Diese fanden regen Zulauf. Auch das äußerste Mittel des Arbeitskampfes, nämlich ein Streik, wurde erwogen. Nach einem Gespräch mit VP-Justizminister Wolfgang Brandstetter waren die Wogen aber wieder geglättet.

Wie erwähnt, war das Vorgehen der Gewerkschafter aber nur auf den ersten Blick paradox. In der Tat weisen Standesvertreter seit Jahren – weitgehend ohne Erfolg – sowohl auf Personalknappheit als auch auf strukturelle Mängel im Strafvollzug und bei der Unterbringung geistig abnormer Rechtsbrecher (Maßnahmenvollzug) hin. Wie schlimm die Lage ist, hatte Brandstetter im „Presse“-Gespräch so geschildert: „Das System ist krank.“ Es solle Reformen geben, bei denen „kein Stein auf dem anderen bleibt“.

Nun ist man dabei, eine eigene Strafvollzugssektion aufzubauen. Eine solche gab es früher bereits. Die neue Sektion soll künftig als „Generaldirektion“ für den Strafvollzug geführt werden. Und der Minister hat eine Expertengruppe mit dem Ausarbeiten eines Reformprogramms beauftragt. Schon jetzt steht fest: Das Betreuungsangebot für psychisch kranke Insassen in geschlossenen Anstalten wird verbessert werden. Und auch der Vollzug bei Jugendlichen soll bundesweit nach und nach entweder in eigene Anstalten wandern, oder aber die niederösterreichische Anstalt Gerasdorf, Österreichs einziges Jugendgefängnis, wird zu einem Zentrum ausgebaut.
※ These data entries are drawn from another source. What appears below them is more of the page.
//! Binding header generator
//!
//! Assembles the wrappers and registration functions of every type into one
//! header. All text is built in memory; writing it is the caller's job.

use crate::codegen::{Degradation, RegistrationBuilder, WrapperEmitter, GENERATED_BANNER};
use crate::ir::{BindingSet, MarshalRegistry};

/// Include guard used when none is configured
pub const DEFAULT_GUARD: &str = "_WRAP_FOR_LUA_GEN_H";

/// Conversion API header included when none is configured
pub const DEFAULT_INCLUDE: &str = "../godot_lua_convert_api.h";

/// Result of generating a binding header
#[derive(Debug, Clone, PartialEq, Eq)]
pub struct GeneratedHeader {
    /// Complete header text
    pub text: String,
    /// `(type, wrapper count)` in registration order
    pub wrapper_counts: Vec<(String, usize)>,
    /// Every workaround applied, in emission order
    pub degradations: Vec<Degradation>,
}

/// Generator for the complete binding header
pub struct BindingHeaderGenerator<'a> {
    set: &'a BindingSet,
    registry: &'a MarshalRegistry,
    include: String,
    guard: String,
}

impl<'a> BindingHeaderGenerator<'a> {
    /// Create a generator for a set of types
    pub fn new(set: &'a BindingSet, registry: &'a MarshalRegistry) -> Self {
        Self {
            set,
            registry,
            include: DEFAULT_INCLUDE.to_string(),
            guard: DEFAULT_GUARD.to_string(),
        }
    }

    /// Set the conversion API header to include
    pub fn with_include(mut self, include: impl Into<String>) -> Self {
        self.include = include.into();
        self
    }

    /// Set the include guard macro
    pub fn with_guard(mut self, guard: impl Into<String>) -> Self {
        self.guard = guard.into();
        self
    }

    /// Generate the header
    pub fn generate(&self) -> GeneratedHeader {
        let emitter = WrapperEmitter::new(self.registry);
        let mut wrapper_counts = Vec::with_capacity(self.set.len());
        let mut degradations = Vec::new();

        let mut output = String::new();
        output.push_str(GENERATED_BANNER);
        output.push('\n');
        output.push_str(&format!("#ifndef {}\n#define {}\n", self.guard, self.guard));
        output.push_str(&format!("#include \"{}\"\n\n", self.include));

        for binding in self.set.iter() {
            output.push_str(&format!(
                "/*\n * Generated members of: {}\n */\n",
                binding.type_name
            ));

            let wrappers = emitter.emit_all(binding);
            for wrapper in &wrappers {
                output.push_str(&wrapper.text);
                degradations.extend(wrapper.degradations.iter().cloned());
            }
            output.push_str(&RegistrationBuilder::build(binding, &wrappers));
            output.push('\n');

            wrapper_counts.push((binding.type_name.clone(), wrappers.len()));
        }

        output.push_str(&RegistrationBuilder::build_umbrella(self.set.iter()));
        output.push('\n');
        output.push_str("#endif\n");

        GeneratedHeader {
            text: output,
            wrapper_counts,
            degradations,
        }
    }
}

#[cfg(test)]
mod tests {
    use super::*;
    use crate::ir::{SignatureRecord, TypeBinding};
    use pretty_assertions::assert_eq;

    fn sample_set() -> BindingSet {
        let mut set = BindingSet::new();
        set.insert(
            TypeBinding::new("Foo")
                .member(SignatureRecord::new("int", "get_value").arg("int"))
                .member(SignatureRecord::new("String", "__tostring")),
        );
        set.insert(TypeBinding::new("Bar"));
        set
    }

    #[test]
    fn test_full_header() {
        let set = sample_set();
        let registry = MarshalRegistry::godot();
        let header = BindingHeaderGenerator::new(&set, &registry).generate();

        let expected = r#"/* THIS FILE IS GENERATED DO NOT EDIT */
#ifndef _WRAP_FOR_LUA_GEN_H
#define _WRAP_FOR_LUA_GEN_H
#include "../godot_lua_convert_api.h"

/*
 * Generated members of: Foo
 */
static int godot_Foo_get_value(lua_State *L) {
    auto self = TO_USERDATA(Foo, 1);
    auto arg0 = luaL_optinteger(L, 2, 0);
    auto ret = self->get_value(arg0);
    lua_pushinteger(L, ret);
    return 1;
}
static int godot_Foo___tostring(lua_State *L) {
    auto self = TO_USERDATA(Foo, 1);
    lua_pushfstring(L, "[Foo %s]", GD_STR_NAME_DATA(self->operator String()));
    return 1;
}
static int godot_Foo___gc(lua_State *L) {
    TO_USERDATA(Foo, 1)->~Foo();
    return 0;
}
static void register_godot_Foo(lua_State *L) {
    luatable_rawset(L, -1, "get_value", &godot_Foo_get_value);
    luatable_rawset(L, -1, "__tostring", &godot_Foo___tostring);
    luatable_rawset(L, -1, "__gc", &godot_Foo___gc);
}

/*
 * Generated members of: Bar
 */
static int godot_Bar___gc(lua_State *L) {
    TO_USERDATA(Bar, 1)->~Bar();
    return 0;
}
static void register_godot_Bar(lua_State *L) {
    luatable_rawset(L, -1, "__gc", &godot_Bar___gc);
}

// register for all types.
extern void register_godot_userdata_types(lua_State *L) {
    LuaScriptLanguage::add_register("Foo", &register_godot_Foo);
    LuaScriptLanguage::add_register("Bar", &register_godot_Bar);
}

#endif
"#;
        assert_eq!(header.text, expected);
        assert_eq!(
            header.wrapper_counts,
            vec![("Foo".to_string(), 3), ("Bar".to_string(), 1)]
        );
        assert!(header.degradations.is_empty());
    }

    #[test]
    fn test_generation_is_deterministic() {
        let set = sample_set();
        let registry = MarshalRegistry::godot();

        let first = BindingHeaderGenerator::new(&set, &registry).generate();
        let second = BindingHeaderGenerator::new(&set, &registry).generate();
        assert_eq!(first, second);
    }

    #[test]
    fn test_custom_guard_and_include() {
        let set = BindingSet::new();
        let registry = MarshalRegistry::godot();
        let header = BindingHeaderGenerator::new(&set, &registry)
            .with_guard("MY_BINDINGS_H")
            .with_include("convert.h")
            .generate();

        assert!(header.text.contains("#ifndef MY_BINDINGS_H\n#define MY_BINDINGS_H\n"));
        assert!(header.text.contains("#include \"convert.h\"\n"));
        assert!(header.text.contains("extern void register_godot_userdata_types(lua_State *L) {\n}\n"));
    }

    #[test]
    fn test_degradations_collected() {
        let mut set = BindingSet::new();
        set.insert(
            TypeBinding::new("Sprite")
                .member(SignatureRecord::new("Texture", "get_texture"))
                .member(SignatureRecord::new("void", "set_offset").arg("Vector2")),
        );
        let registry = MarshalRegistry::godot();

        let header = BindingHeaderGenerator::new(&set, &registry).generate();
        let types: Vec<_> = header.degradations.iter().map(|d| d.type_name()).collect();
        assert_eq!(types, vec!["Texture", "Vector2"]);
    }
}
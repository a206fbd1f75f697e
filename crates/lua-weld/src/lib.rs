//! Lua-Weld: Lua binding generation for Godot host types
//!
//! This crate provides the glue between Godot C++ types and the embedded
//! Lua runtime. It scans declaration files for member signatures and
//! generates `lua_CFunction` wrappers plus the registration code that
//! installs them into each type's method table. It also embeds Lua scripts
//! and license texts into generated headers.
//!
//! # Architecture
//!
//! - `ir`: Signature records, the ordered type table and the marshaling registry
//! - `parser`: Declaration scanner producing signature records
//! - `codegen`: Wrapper, registration and header generation
//! - `bundle`: Script and license embedding
//! - `build`: Build script utilities, marker files and `weld.toml` configuration
//!
//! # Usage
//!
//! In a `build.rs`:
//!
//! ```rust,ignore
//! use lua_weld::build::BindingBuilder;
//!
//! fn main() {
//!     BindingBuilder::new()
//!         .sources(&["wrapper/Foo.h", "wrapper/Bar.h"])
//!         .header_path("wrapper/wrap_for_lua.gen.h")
//!         .marker_path("wrap_for_lua.gen.stamp")
//!         .build()
//!         .expect("Failed to generate Lua bindings");
//! }
//! ```

pub mod build;
pub mod bundle;
pub mod codegen;
pub mod error;
pub mod ir;
pub mod parser;

// Re-export commonly used types
pub use build::{BindingBuilder, BindingOutput, BundleBuilder, MarkerFile, WeldConfig};
pub use bundle::{BundleFormat, BundleKind, CodeBundle, LicenseBundle, TemplateBundle};
pub use codegen::{
    BindingHeaderGenerator, Degradation, GeneratedHeader, RegistrationBuilder, Wrapper,
    WrapperEmitter,
};
pub use error::{WeldError, WeldResult};
pub use ir::{BindingSet, MarshalRegistry, MarshalTemplate, SignatureRecord, TypeBinding};
pub use parser::{parse_declarations, parse_line, scan_files};
//! BindingBuilder for build.rs scripts and the CLI
//!
//! This module provides a high-level API that scans declaration files,
//! generates the binding header and writes it together with its marker.

use crate::build::marker::MarkerFile;
use crate::build::write_output;
use crate::codegen::{
    BindingHeaderGenerator, Degradation, GeneratedHeader, DEFAULT_GUARD, DEFAULT_INCLUDE,
};
use crate::error::{WeldError, WeldResult};
use crate::ir::{MarshalRegistry, FINALIZER_MEMBER};
use crate::parser::scan_files;
use std::env;
use std::fs;
use std::path::{Path, PathBuf};
use tracing::{debug, info};

/// Header file name used by [`BindingBuilder::out_dir`]
pub const DEFAULT_HEADER_NAME: &str = "wrap_for_lua.gen.h";

/// Marker file name used by [`BindingBuilder::out_dir`]
pub const DEFAULT_MARKER_NAME: &str = "wrap_for_lua.gen.stamp";

/// Everything one generation pass produced, before or after writing
#[derive(Debug, Clone)]
pub struct BindingOutput {
    /// The generated header
    pub header: GeneratedHeader,
    /// Marker describing the header
    pub marker: MarkerFile,
    /// Whether the header file was (re)written by `build`
    pub header_written: bool,
}

/// Builder for the Lua binding header
///
/// # Example
/// ```ignore
/// use lua_weld::build::BindingBuilder;
///
/// fn main() {
///     BindingBuilder::new()
///         .sources(&["wrapper/Foo.h", "wrapper/Bar.h"])
///         .out_dir()
///         .and_then(|b| b.emit_rerun_directives(true).build())
///         .expect("Failed to generate Lua bindings");
/// }
/// ```
pub struct BindingBuilder {
    sources: Vec<PathBuf>,
    header_path: Option<PathBuf>,
    marker_path: Option<PathBuf>,
    registry: MarshalRegistry,
    include: String,
    guard: String,
    strict: bool,
    rerun_directives: bool,
}

impl Default for BindingBuilder {
    fn default() -> Self {
        Self::new()
    }
}

impl BindingBuilder {
    /// Create a builder with the Godot marshaling defaults
    pub fn new() -> Self {
        Self {
            sources: Vec::new(),
            header_path: None,
            marker_path: None,
            registry: MarshalRegistry::godot(),
            include: DEFAULT_INCLUDE.to_string(),
            guard: DEFAULT_GUARD.to_string(),
            strict: false,
            rerun_directives: false,
        }
    }

    /// Add a declaration file
    pub fn source(mut self, path: impl AsRef<Path>) -> Self {
        self.sources.push(path.as_ref().to_path_buf());
        self
    }

    /// Add declaration files, in order
    pub fn sources<P: AsRef<Path>>(mut self, paths: &[P]) -> Self {
        self.sources
            .extend(paths.iter().map(|p| p.as_ref().to_path_buf()));
        self
    }

    /// Set where the header is written
    pub fn header_path(mut self, path: impl AsRef<Path>) -> Self {
        self.header_path = Some(path.as_ref().to_path_buf());
        self
    }

    /// Set where the marker is written
    pub fn marker_path(mut self, path: impl AsRef<Path>) -> Self {
        self.marker_path = Some(path.as_ref().to_path_buf());
        self
    }

    /// Place header and marker in cargo's `OUT_DIR` under their default names
    pub fn out_dir(self) -> WeldResult<Self> {
        let out_dir = env::var("OUT_DIR")
            .map_err(|_| WeldError::EnvVarMissing("OUT_DIR".to_string()))?;
        let out_path = Path::new(&out_dir);
        Ok(self
            .header_path(out_path.join(DEFAULT_HEADER_NAME))
            .marker_path(out_path.join(DEFAULT_MARKER_NAME)))
    }

    /// Replace the marshaling registry
    pub fn registry(mut self, registry: MarshalRegistry) -> Self {
        self.registry = registry;
        self
    }

    /// Set the conversion API header the output includes
    pub fn include(mut self, include: impl Into<String>) -> Self {
        self.include = include.into();
        self
    }

    /// Set the include guard macro
    pub fn guard(mut self, guard: impl Into<String>) -> Self {
        self.guard = guard.into();
        self
    }

    /// Fail instead of degrading on unmapped argument or return types
    pub fn strict(mut self, strict: bool) -> Self {
        self.strict = strict;
        self
    }

    /// Print `cargo:rerun-if-changed` for every declaration file
    pub fn emit_rerun_directives(mut self, enabled: bool) -> Self {
        self.rerun_directives = enabled;
        self
    }

    /// Declaration files in input order
    pub fn source_paths(&self) -> &[PathBuf] {
        &self.sources
    }

    /// Generate in memory without touching the filesystem beyond reads
    pub fn generate(&self) -> WeldResult<BindingOutput> {
        let set = scan_files(&self.sources)?;
        let header = BindingHeaderGenerator::new(&set, &self.registry)
            .with_include(&self.include)
            .with_guard(&self.guard)
            .generate();

        if self.strict {
            if let Some(degradation) = header.degradations.first() {
                return Err(strict_error(degradation));
            }
        }

        let marker = MarkerFile::for_header(&header.text, &self.sources);
        debug!(
            "Generated bindings for {} type(s), fingerprint {}",
            header.wrapper_counts.len(),
            marker.fingerprint
        );

        Ok(BindingOutput {
            header,
            marker,
            header_written: false,
        })
    }

    /// Generate and write the header and marker
    ///
    /// All sources are read and the header is generated before the first
    /// write. The header is left untouched only when the existing marker
    /// already describes identical output and the header on disk still holds
    /// exactly the generated text.
    pub fn build(self) -> WeldResult<BindingOutput> {
        let header_path = self
            .header_path
            .clone()
            .ok_or(WeldError::OutputPathNotSet("binding header"))?;

        let mut output = self.generate()?;

        let previous = match self.marker_path {
            Some(ref marker_path) => MarkerFile::read(marker_path)?,
            None => None,
        };
        let unchanged = previous.as_ref() == Some(&output.marker)
            && fs::read_to_string(&header_path).is_ok_and(|text| text == output.header.text);

        if unchanged {
            info!("Lua bindings up to date: {}", header_path.display());
        } else {
            write_output(&header_path, &output.header.text)?;
            output.header_written = true;
            info!("Wrote Lua bindings: {}", header_path.display());
        }

        if let Some(ref marker_path) = self.marker_path {
            if !unchanged {
                write_output(marker_path, &output.marker.render())?;
            }
        }

        if self.rerun_directives {
            for source in &self.sources {
                println!("cargo:rerun-if-changed={}", source.display());
            }
        }

        Ok(output)
    }
}

fn strict_error(degradation: &Degradation) -> WeldError {
    match degradation {
        Degradation::OmittedArgument {
            owner,
            member,
            index,
            type_name,
        } => WeldError::Unsupported {
            owner: owner.clone(),
            member: member.clone(),
            type_name: type_name.clone(),
            position: format!("argument {}", index),
        },
        Degradation::OpaqueReturn {
            owner,
            member,
            type_name,
        } => WeldError::Unsupported {
            owner: owner.clone(),
            member: member.clone(),
            type_name: type_name.clone(),
            position: "return value".to_string(),
        },
        Degradation::DeclaredFinalizer { owner } => WeldError::Unsupported {
            owner: owner.clone(),
            member: FINALIZER_MEMBER.to_string(),
            type_name: owner.clone(),
            position: "declared finalizer".to_string(),
        },
    }
}

#[cfg(test)]
mod tests {
    use super::*;

    #[test]
    fn test_builder_collects_sources() {
        let builder = BindingBuilder::new()
            .source("wrapper/Foo.h")
            .sources(&["wrapper/Bar.h", "wrapper/Baz.h"]);

        assert_eq!(
            builder.source_paths(),
            &[
                PathBuf::from("wrapper/Foo.h"),
                PathBuf::from("wrapper/Bar.h"),
                PathBuf::from("wrapper/Baz.h"),
            ]
        );
    }

    #[test]
    fn test_build_requires_header_path() {
        let err = BindingBuilder::new().build().unwrap_err();
        assert!(matches!(err, WeldError::OutputPathNotSet(_)));
    }

    #[test]
    fn test_strict_rejects_unmapped_argument() {
        let dir = tempfile::tempdir().unwrap();
        let decl = dir.path().join("Sprite.h");
        fs::write(&decl, "void set_offset(Vector2)\n").unwrap();

        let permissive = BindingBuilder::new().source(&decl).generate().unwrap();
        assert_eq!(permissive.header.degradations.len(), 1);

        let err = BindingBuilder::new().source(&decl).strict(true).generate().unwrap_err();
        assert!(matches!(
            err,
            WeldError::Unsupported { ref type_name, ref position, .. }
                if type_name == "Vector2" && position == "argument 0"
        ));
    }

    #[test]
    fn test_strict_accepts_registered_override() {
        let dir = tempfile::tempdir().unwrap();
        let decl = dir.path().join("Sprite.h");
        fs::write(&decl, "void set_offset(Vector2)\n").unwrap();

        let registry = MarshalRegistry::godot()
            .with_extract("Vector2", "lua_to_godot_vector2(L, {slot})")
            .unwrap();
        let output = BindingBuilder::new()
            .source(&decl)
            .registry(registry)
            .strict(true)
            .generate()
            .unwrap();

        assert!(output
            .header
            .text
            .contains("auto arg0 = lua_to_godot_vector2(L, 2);"));
    }

    #[test]
    fn test_edited_header_is_regenerated() {
        let dir = tempfile::tempdir().unwrap();
        let decl = dir.path().join("Foo.h");
        fs::write(&decl, "int get_value(int)\n").unwrap();
        let header = dir.path().join("wrap.gen.h");
        let marker = dir.path().join("wrap.gen.stamp");
        let builder = || {
            BindingBuilder::new()
                .source(&decl)
                .header_path(&header)
                .marker_path(&marker)
        };

        let first = builder().build().unwrap();
        fs::write(&header, "// edited by hand\n").unwrap();

        let second = builder().build().unwrap();
        assert!(second.header_written);
        assert_eq!(fs::read_to_string(&header).unwrap(), first.header.text);
    }

    #[test]
    fn test_missing_source_writes_nothing() {
        let dir = tempfile::tempdir().unwrap();
        let header = dir.path().join("out/wrap.gen.h");
        let marker = dir.path().join("out/wrap.gen.stamp");

        let err = BindingBuilder::new()
            .source(dir.path().join("Missing.h"))
            .header_path(&header)
            .marker_path(&marker)
            .build()
            .unwrap_err();

        assert!(matches!(err, WeldError::SourceNotFound(_)));
        assert!(!header.exists());
        assert!(!marker.exists());
    }
}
Doch reibungslos geht im Strafvollzug gar nichts. Brandstetter kündigte erst im April an, in einem derzeit von der Fremdenpolizei genutzten Gebäude am Hernalser Gürtel (Wien-Josefstadt) ein neues „Kompetenzzentrum“ für jugendliche Häftlinge zu errichten. Mittlerweile ist praktisch fix – wenngleich man dies im Justizressort (noch) nicht zugibt: Aus dem neuen Jugendgefängnis wird nichts. Die Polizei braucht zumindest einen Teil des Hauses auch weiterhin. Und: Das Gebäude müsste umgebaut werden, wofür gar kein Geld da ist.

Zu viel Politik im Kleinen

Aber zurück zur Justizwache: Deren Vorsitzender Albin Simma forderte zunächst in einer Resolution – verkürzt gesagt – eben mehr Leute. Und mehr Geld. Nach dem Gespräch mit Brandstetter, an dem auch GÖD-Boss Fritz Neugebauer teilnahm, sah die (gewerkschaftliche) Welt rosiger aus. Simma meldete, der Maßnahmenvollzug werde künftig aus den Haftanstalten ausgelagert werden. Inwieweit dies tatsächlich geschehen wird, muss aber erst vorsichtig abgewartet werden.

Das Problem gewerkschaftlicher Initiativen: Die Personalvertreter liefern sich dabei je nach Fraktion interne politische Grabenkämpfe. Und schießen bei ihren Aktivitäten übers Ziel hinaus. Kaum eine Postenbestellung kommt ohne Zurufe von Personalvertretern aus. Kaum eine Straffung von Arbeitsabläufen durch die Anstaltsleiter und/oder die Wachkommandanten geht ohne Protestgeschrei über die Bühne. Daher wünschen sich Anstaltsleiter wie etwa Helene Pigl (Wien-Josefstadt) oder Bruno Sladek (Krems-Stein) längst mehr Autonomie im Management ihrer Haftanstalten.

Einen Aufreger gab es auf den Dienststellenversammlungen aber doch: Der stellvertretende Vorsitzende der Gewerkschaft in der Justizanstalt Krems-Stein, Franz Ehrenberger von der Fraktion Sozialistischer Gewerkschafter, hatte im ORF gesagt, er verstehe das „wahnsinnige Aufheben“ um die Vernachlässigung des Häftlings mit den kranken Beinen nicht. Die Justizwache könne nicht jedem Häftling „eine Tafel Schokolade geben“. Simma zufolge wurde nun bei den Versammlungen gefordert, diese Aussagen kollektiv zu verurteilen.